Before Phase 2 (backbone generation): Present a design plan to the user summarizing: target info, selected epitope and hotspot residues, proposed binder length, number of backbones, and any concerns (large target, polar epitope, etc.). Wait for user approval before proceeding.
Phases 2--5 (generation + validation): Run autonomously after approval. Report results at natural checkpoints (after each round).
Design Principles
- Fixed tool pipeline -- The tools and their order are prescribed (see each phase). Parameters and scale are flexible based on context.
- Early termination -- Run cheap checks (solubility) before expensive ones (structure prediction) to save compute.
- Iterative refinement -- Start with high-diversity sequence sampling and progressively lower temperature for convergence.
Phase 0: Target Preparation
Input: Raw PDB file (from database or user upload).
Steps
- Parse PDB for metadata -- Extract experimental method, resolution, chain composition, sequences.

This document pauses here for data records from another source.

//! Reconciling new tags with the ones already stored in a document

use serde::Serialize;

use crate::format::{codec_for, FormatError};
use crate::model::{FormatMode, MergeMode};

/// Result of merging tags into a document snapshot
#[derive(Debug, Clone, PartialEq, Eq, Serialize)]
pub struct MergeOutcome {
    /// Updated document text
    pub text: String,
    /// Tags found in the document before merging
    pub existing: Vec<String>,
    /// Tags stored in the document after merging
    pub final_tags: Vec<String>,
    /// Whether `text` differs from the input
    pub changed: bool,
}

/// Stateless merge of tag lists into document text
#[derive(Debug, Clone, Copy, Default)]
pub struct TagMergeEngine;

impl TagMergeEngine {
    /// Merge `new_tags` into `text` using the given syntax and policy
    ///
    /// New tags are first respelled so the chosen syntax reads them back
    /// unchanged. A document whose metadata block is never closed is
    /// rejected instead of being rewritten.
    pub fn merge(
        &self,
        text: &str,
        new_tags: &[String],
        format: FormatMode,
        mode: MergeMode,
    ) -> Result<MergeOutcome, FormatError> {
        let codec = codec_for(format);
        let existing = codec.extract_existing(text);
        let encoded: Vec<String> = new_tags
            .iter()
            .filter_map(|tag| codec.encode_tag(tag))
            .collect();
        let final_tags = final_tags(&existing, &encoded, mode);
        let updated = codec.inject(text, &final_tags)?;

        tracing::debug!(
            format = %format,
            mode = %mode,
            existing = existing.len(),
            final_tags = final_tags.len(),
            "Merged tags"
        );

        Ok(MergeOutcome {
            changed: updated != text,
            text: updated,
            existing,
            final_tags,
        })
    }

    /// Like [`merge`](Self::merge), but returns `text` unchanged on failure
    pub fn merge_text(
        &self,
        text: &str,
        new_tags: &[String],
        format: FormatMode,
        mode: MergeMode,
    ) -> String {
        match self.merge(text, new_tags, format, mode) {
            Ok(outcome) => outcome.text,
            Err(err) => {
                tracing::warn!(error = %err, "Leaving document unchanged");
                text.to_string()
            }
        }
    }

    /// Remove every stored tag in the given syntax
    pub fn clear(&self, text: &str, format: FormatMode) -> Result<MergeOutcome, FormatError> {
        self.merge(text, &[], format, MergeMode::Replace)
    }
}

/// Combine existing and new tags according to `mode`
pub fn final_tags(existing: &[String], new_tags: &[String], mode: MergeMode) -> Vec<String> {
    match mode {
        MergeMode::Append => existing.iter().chain(new_tags).cloned().collect(),
        MergeMode::Replace => new_tags.to_vec(),
        MergeMode::Smart => {
            let mut merged = existing.to_vec();
            let mut seen: Vec<String> = existing.iter().map(|t| t.to_lowercase()).collect();
            for tag in new_tags {
                let lowered = tag.to_lowercase();
                if !seen.contains(&lowered) {
                    seen.push(lowered);
                    merged.push(tag.clone());
                }
            }
            merged
        }
    }
}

- Clean structure -- Remove waters/heterogens, restore missing heavy atoms, add hydrogens at physiological pH, standardize non-canonical residues, detect disulfide bonds.
- Select chains of interest -- Extract relevant chain(s). Can be user-specified or automatic.
- Quality checks (warnings, not blockers):
- Targets >2000 residues are computationally expensive downstream
- Multi-chain targets add complexity to epitope selection
Output: Cleaned PDB with metadata (sequences, chain IDs, residue counts).
Phase 1: Epitope Selection
Purpose: Identify and rank candidate binding sites on the target surface.
Step 1: Binding Interface Prediction (PeSTo)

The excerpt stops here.